--- Input data Enclosed Below ---

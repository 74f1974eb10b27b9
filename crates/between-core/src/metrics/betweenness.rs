//! Betweenness centrality by shortest-path enumeration.
//!
//! # Overview
//!
//! The betweenness of a target vertex `t` is
//!
//! ```text
//! C(t) = Σ over unordered pairs {a, b} ⊆ V \ {t}, a ≠ b, of  σ_ab(t) / σ_ab
//! ```
//!
//! where `σ_ab` is the number of shortest paths between `a` and `b` and
//! `σ_ab(t)` the number of those that visit `t`. Each pair is considered
//! once, so scores are **not** doubled the way an ordered-pair sum would be.
//!
//! # Algorithm
//!
//! For every pair (in input vertex order, `a` before `b`) we enumerate all
//! shortest paths with [`crate::paths::enumerate`] and count those that
//! contain `t`. The fraction is accumulated into a running sum. Cost is
//! dominated by the enumeration, which is exponential in the worst case;
//! [`crate::metrics::brandes`] computes the same scores in O(V·E).
//!
//! # Disconnected pairs
//!
//! A pair with no path has `σ_ab = 0`. [`DisconnectedPolicy::Skip`] scores
//! it as 0; [`DisconnectedPolicy::Fail`] aborts with
//! [`GraphError::Disconnected`] naming the first such pair.
//!
//! # Normalization
//!
//! [`normalized_betweenness`] divides by `(N-1)(N-2)/2`, the number of
//! pairs that could route through a single vertex of an `N`-vertex graph.

use serde::Serialize;
use tracing::{instrument, trace};

use crate::cancel::Cancellation;
use crate::config::DisconnectedPolicy;
use crate::error::{GraphError, Result};
use crate::graph::{UndirectedGraph, VertexId};
use crate::paths::enumerate::shortest_path_indices;

/// Raw and normalized betweenness of one vertex.
#[derive(Debug, Clone, Copy, PartialEq, Serialize)]
pub struct VertexScore {
    pub vertex: VertexId,
    pub score: f64,
    pub normalized: f64,
}

/// Betweenness centrality of `target`.
///
/// # Errors
///
/// - [`GraphError::UnknownVertex`] if `target` is not in the graph.
/// - [`GraphError::Disconnected`] under [`DisconnectedPolicy::Fail`].
#[instrument(skip(graph))]
pub fn betweenness_centrality(
    graph: &UndirectedGraph,
    target: VertexId,
    policy: DisconnectedPolicy,
) -> Result<f64> {
    betweenness_centrality_cancellable(graph, target, policy, &Cancellation::new())
}

/// [`betweenness_centrality`] with cooperative cancellation.
///
/// # Errors
///
/// As [`betweenness_centrality`], plus cancellation errors from `cancel`.
pub fn betweenness_centrality_cancellable(
    graph: &UndirectedGraph,
    target: VertexId,
    policy: DisconnectedPolicy,
    cancel: &Cancellation,
) -> Result<f64> {
    let t = graph.require_index(target)?;
    score_index(graph, t, policy, cancel)
}

/// Betweenness of every vertex, in input vertex order.
///
/// # Errors
///
/// [`GraphError::Disconnected`] under [`DisconnectedPolicy::Fail`].
#[instrument(skip(graph))]
pub fn all_scores(graph: &UndirectedGraph, policy: DisconnectedPolicy) -> Result<Vec<VertexScore>> {
    let cancel = Cancellation::new();
    let n = graph.vertex_count();
    (0..n)
        .map(|t| {
            let score = score_index(graph, t, policy, &cancel)?;
            Ok(VertexScore {
                vertex: graph.vertex_at(t),
                score,
                normalized: normalized_betweenness(score, n),
            })
        })
        .collect()
}

/// `(N-1)(N-2)/2`: the number of vertex pairs that exclude a given vertex.
#[must_use]
#[allow(clippy::cast_precision_loss)]
pub fn normalization_divisor(vertex_count: usize) -> f64 {
    if vertex_count < 3 {
        return 0.0;
    }
    ((vertex_count - 1) * (vertex_count - 2)) as f64 / 2.0
}

/// Scale a raw score into `[0, 1]` by [`normalization_divisor`].
///
/// Graphs with fewer than three vertices have no pair that can route
/// through a third vertex; their normalized score is 0.
#[must_use]
pub fn normalized_betweenness(raw: f64, vertex_count: usize) -> f64 {
    let divisor = normalization_divisor(vertex_count);
    if divisor > 0.0 { raw / divisor } else { 0.0 }
}

// ---------------------------------------------------------------------------
// Internal helpers shared with the analyzer
// ---------------------------------------------------------------------------

/// Sequential score of the vertex at index `t`.
pub(crate) fn score_index(
    graph: &UndirectedGraph,
    t: usize,
    policy: DisconnectedPolicy,
    cancel: &Cancellation,
) -> Result<f64> {
    let fractions = pairs_excluding(graph.vertex_count(), t)
        .map(|(a, b)| pair_fraction(graph, t, a, b, policy, cancel));
    let mut total = 0.0;
    for fraction in fractions {
        total += fraction?;
    }
    Ok(total)
}

/// Every unordered pair `(a, b)`, `a < b`, of indices in `0..n` other than `t`.
pub(crate) fn pairs_excluding(n: usize, t: usize) -> impl Iterator<Item = (usize, usize)> {
    (0..n)
        .filter(move |&a| a != t)
        .flat_map(move |a| (a + 1..n).filter(move |&b| b != t).map(move |b| (a, b)))
}

/// Fraction of shortest `a`–`b` paths that contain `t`.
pub(crate) fn pair_fraction(
    graph: &UndirectedGraph,
    t: usize,
    a: usize,
    b: usize,
    policy: DisconnectedPolicy,
    cancel: &Cancellation,
) -> Result<f64> {
    let Some(paths) = shortest_path_indices(graph, a, b, cancel)? else {
        return match policy {
            DisconnectedPolicy::Skip => {
                trace!(a, b, "disconnected pair scored as 0");
                Ok(0.0)
            }
            DisconnectedPolicy::Fail => Err(GraphError::Disconnected {
                a: graph.vertex_at(a),
                b: graph.vertex_at(b),
            }),
        };
    };

    let through = paths.iter().filter(|path| path.contains(&t)).count();
    Ok(ratio(through, paths.len()))
}

#[allow(clippy::cast_precision_loss)]
fn ratio(through: usize, total: usize) -> f64 {
    through as f64 / total as f64
}

// ---------------------------------------------------------------------------
// Tests
// ---------------------------------------------------------------------------
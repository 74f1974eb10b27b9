//! E2E CLI tests: each test writes graph files into a temp directory and
//! runs the `between` binary as a subprocess there.

use std::path::Path;

use assert_cmd::Command;
use predicates::prelude::*;
use serde_json::Value;
use tempfile::TempDir;

// ---------------------------------------------------------------------------
// Test Harness
// ---------------------------------------------------------------------------

const SAMPLE_JSON: &str = r#"{
  "name": "sample",
  "vertices": [1, 2, 3, 4, 5, 6],
  "edges": [[1, 2], [1, 5], [2, 3], [2, 5], [3, 4], [3, 6], [4, 5], [4, 6]]
}"#;

const SAMPLE_TOML: &str = r#"
name = "sample"
vertices = [1, 2, 3, 4, 5, 6]
edges = [[1, 2], [1, 5], [2, 3], [2, 5], [3, 4], [3, 6], [4, 5], [4, 6]]
"#;

/// Build a Command targeting the between binary, rooted in `dir`.
fn between_cmd(dir: &Path) -> Command {
    let mut cmd = Command::new(assert_cmd::cargo::cargo_bin!("between"));
    cmd.current_dir(dir);
    cmd.env("BETWEEN_LOG", "error");
    cmd.env_remove("FORMAT");
    cmd.env_remove("BETWEEN_THREADS");
    cmd.env_remove("BETWEEN_TIMING");
    cmd
}

fn workspace() -> TempDir {
    let dir = TempDir::new().expect("tempdir");
    std::fs::write(dir.path().join("sample.json"), SAMPLE_JSON).expect("write json");
    std::fs::write(dir.path().join("sample.toml"), SAMPLE_TOML).expect("write toml");
    std::fs::write(
        dir.path().join("split.json"),
        r#"{"vertices": [1, 2, 3, 4], "edges": [[1, 2], [2, 3]]}"#,
    )
    .expect("write split");
    dir
}

fn run_json(dir: &Path, args: &[&str]) -> Value {
    let output = between_cmd(dir)
        .args(args)
        .arg("--json")
        .output()
        .expect("between should not crash");
    assert!(
        output.status.success(),
        "between {args:?} failed: {}",
        String::from_utf8_lossy(&output.stderr)
    );
    serde_json::from_slice(&output.stdout).expect("--json should produce valid JSON")
}

// ---------------------------------------------------------------------------
// Paths
// ---------------------------------------------------------------------------

#[test]
fn distance_text_output() {
    let dir = workspace();
    between_cmd(dir.path())
        .args(["--format", "text", "distance", "sample.json", "1", "6"])
        .assert()
        .success()
        .stdout("4\n");
}

#[test]
fn distance_json_includes_path() {
    let dir = workspace();
    let json = run_json(dir.path(), &["distance", "sample.json", "1", "6"]);
    assert_eq!(json["distance"], 4);
    assert_eq!(json["hops"], 3);
    assert_eq!(json["path"], serde_json::json!([1, 2, 3, 6]));
}

#[test]
fn paths_text_lists_each_path() {
    let dir = workspace();
    between_cmd(dir.path())
        .args(["--format", "text", "paths", "sample.json", "1", "6"])
        .assert()
        .success()
        .stdout("1 2 3 6\n1 5 4 6\n");
}

#[test]
fn paths_from_toml_file() {
    let dir = workspace();
    let json = run_json(dir.path(), &["paths", "sample.toml", "1", "6"]);
    assert_eq!(json["count"], 2);
    assert_eq!(
        json["paths"],
        serde_json::json!([[1, 2, 3, 6], [1, 5, 4, 6]])
    );
}

// ---------------------------------------------------------------------------
// Centrality
// ---------------------------------------------------------------------------

#[test]
fn centrality_raw_and_normalized() {
    let dir = workspace();
    between_cmd(dir.path())
        .args(["--format", "text", "centrality", "sample.json", "2"])
        .assert()
        .success()
        .stdout("2\n");

    between_cmd(dir.path())
        .args(["--format", "text", "centrality", "sample.json", "2", "--normalized"])
        .assert()
        .success()
        .stdout("0.2\n");

    let json = run_json(dir.path(), &["centrality", "sample.json", "1"]);
    assert_eq!(json["vertex"], 1);
    assert_eq!(json["betweenness"], 0.0);
}

#[test]
fn top_returns_all_tied_vertices() {
    let dir = workspace();
    between_cmd(dir.path())
        .args(["--format", "text", "top", "sample.json"])
        .assert()
        .success()
        .stdout("2 3 4 5\n");

    let json = run_json(
        dir.path(),
        &["top", "sample.json", "--method", "brandes", "--tie-tolerance", "1e-9"],
    );
    assert_eq!(json["vertices"], serde_json::json!([2, 3, 4, 5]));
}

#[test]
fn scores_cover_every_vertex() {
    let dir = workspace();
    let json = run_json(dir.path(), &["scores", "sample.json", "--sequential"]);
    let rows = json.as_array().expect("array of scores");
    assert_eq!(rows.len(), 6);
    assert_eq!(rows[0]["vertex"], 1);
    assert_eq!(rows[1]["score"], 2.0);

    let sorted = run_json(dir.path(), &["scores", "sample.json", "--sort", "--limit", "1"]);
    assert_eq!(sorted.as_array().map(Vec::len), Some(1));
    assert_eq!(sorted[0]["vertex"], 2);
}

#[test]
fn stats_reports_fingerprint() {
    let dir = workspace();
    let json = run_json(dir.path(), &["stats", "sample.json"]);
    assert_eq!(json["name"], "sample");
    assert_eq!(json["vertex_count"], 6);
    assert_eq!(json["edge_count"], 8);
    assert_eq!(json["component_count"], 1);
    assert!(
        json["fingerprint"]
            .as_str()
            .is_some_and(|f| f.starts_with("blake3:"))
    );
}

// ---------------------------------------------------------------------------
// Configuration
// ---------------------------------------------------------------------------

#[test]
fn config_file_sets_disconnected_policy() {
    let dir = workspace();
    between_cmd(dir.path())
        .args(["--format", "text", "centrality", "split.json", "2"])
        .assert()
        .success()
        .stdout("1\n");

    std::fs::write(dir.path().join("between.toml"), "disconnected = \"fail\"\n")
        .expect("write config");
    between_cmd(dir.path())
        .args(["--format", "text", "centrality", "split.json", "2"])
        .assert()
        .failure()
        .stderr(predicate::str::contains("E2003"));

    // Flags win over the file.
    between_cmd(dir.path())
        .args([
            "--format",
            "text",
            "--disconnected",
            "skip",
            "centrality",
            "split.json",
            "2",
        ])
        .assert()
        .success();
}

#[test]
fn invalid_config_value_fails() {
    let dir = workspace();
    between_cmd(dir.path())
        .args(["--tie-tolerance=-1", "top", "sample.json"])
        .assert()
        .failure()
        .stderr(predicate::str::contains("E4001"));
}

#[test]
fn timing_report_goes_to_stderr() {
    let dir = workspace();
    between_cmd(dir.path())
        .args(["--format", "text", "--timing", "top", "sample.json"])
        .assert()
        .success()
        .stdout("2 3 4 5\n")
        .stderr(predicate::str::contains("cmd.top"));
}

#[test]
fn timing_report_is_json_in_json_mode() {
    let dir = workspace();
    let output = between_cmd(dir.path())
        .args(["--json", "--timing", "centrality", "sample.json", "2"])
        .output()
        .expect("run");
    assert!(output.status.success());
    let report: Value = serde_json::from_slice(&output.stderr).expect("json timing report");
    let names: Vec<&str> = report["stages"]
        .as_array()
        .expect("stages")
        .iter()
        .filter_map(|s| s["name"].as_str())
        .collect();
    assert_eq!(names, ["load", "betweenness", "cmd.centrality"]);
}

#[test]
fn zero_deadline_stops_enumeration() {
    let dir = workspace();
    for extra in [&[][..], &["--sequential"][..]] {
        between_cmd(dir.path())
            .args(["--method", "enumerate", "--deadline-ms", "0"])
            .args(extra)
            .args(["centrality", "sample.json", "2"])
            .assert()
            .failure()
            .stderr(predicate::str::contains("E3002"));
    }
}

// ---------------------------------------------------------------------------
// Errors
// ---------------------------------------------------------------------------

#[test]
fn no_path_is_reported_with_code() {
    let dir = workspace();
    let output = between_cmd(dir.path())
        .args(["--json", "distance", "split.json", "1", "4"])
        .output()
        .expect("run");
    assert!(!output.status.success());
    let err: Value = serde_json::from_slice(&output.stderr).expect("json error");
    assert_eq!(err["error"]["code"], "E2002");
}

#[test]
fn invalid_graph_is_rejected() {
    let dir = workspace();
    std::fs::write(
        dir.path().join("dup.json"),
        r#"{"vertices": [1, 1, 2], "edges": []}"#,
    )
    .expect("write");
    std::fs::write(
        dir.path().join("dangling.json"),
        r#"{"vertices": [1, 2], "edges": [[1, 3]]}"#,
    )
    .expect("write");

    between_cmd(dir.path())
        .args(["stats", "dup.json"])
        .assert()
        .failure()
        .stderr(predicate::str::contains("E1001"));
    between_cmd(dir.path())
        .args(["stats", "dangling.json"])
        .assert()
        .failure()
        .stderr(predicate::str::contains("E1002"));
}

#[test]
fn unknown_vertex_and_missing_file() {
    let dir = workspace();
    between_cmd(dir.path())
        .args(["centrality", "sample.json", "42"])
        .assert()
        .failure()
        .stderr(predicate::str::contains("vertex 42 is not in the graph"));
    between_cmd(dir.path())
        .args(["stats", "missing.json"])
        .assert()
        .failure()
        .stderr(predicate::str::contains("missing.json"));
}

#[test]
fn graph_from_stdin() {
    let dir = workspace();
    between_cmd(dir.path())
        .args(["--format", "text", "distance", "-", "1", "6"])
        .write_stdin(SAMPLE_JSON)
        .assert()
        .success()
        .stdout("4\n");
}
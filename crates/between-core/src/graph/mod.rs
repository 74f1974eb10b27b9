//! Graph store.
//!
//! # Overview
//!
//! An [`UndirectedGraph`] is built once from a vertex list and an edge list
//! and never mutated afterwards. Every other component borrows it read-only,
//! so a single graph can be shared across worker threads without locking.
//!
//! ## Pipeline
//!
//! ```text
//! (vertices, edges)
//!        ↓  build::UndirectedGraph::new()   (validation, dense indices)
//! UndirectedGraph
//!        ├─ components::Components::of()    (connectivity labels)
//!        └─ stats::GraphStats::of()         (density, components, degrees)
//! ```
//!
//! ## Typical Usage
//!
//! ```rust
//! use between_core::graph::{GraphStats, UndirectedGraph};
//!
//! let g = UndirectedGraph::new(&[1, 2, 3], &[(1, 2), (2, 3)])?;
//! let stats = GraphStats::of(&g);
//! assert_eq!(stats.component_count, 1);
//! # Ok::<(), between_core::GraphError>(())
//! ```

pub mod build;
pub mod components;
pub mod stats;

// Re-export primary types at module level for convenience.
pub use build::{UndirectedGraph, VertexId};
pub use components::Components;
pub use stats::GraphStats;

--- End of Enclosed Input data ---

The lines needed run from the first line of the data through the line containing "is the number"; give them again exactly and nothing else.

## Reply
repository 74f1974eb10b27b9
filename crates/between-core/src/metrics/betweenness.rs
//! Betweenness centrality by shortest-path enumeration.
//!
//! # Overview
//!
//! The betweenness of a target vertex `t` is
//!
//! ```text
//! C(t) = Σ over unordered pairs {a, b} ⊆ V \ {t}, a ≠ b, of  σ_ab(t) / σ_ab
//! ```
//!
//! where `σ_ab` is the number of shortest paths between `a` and `b` and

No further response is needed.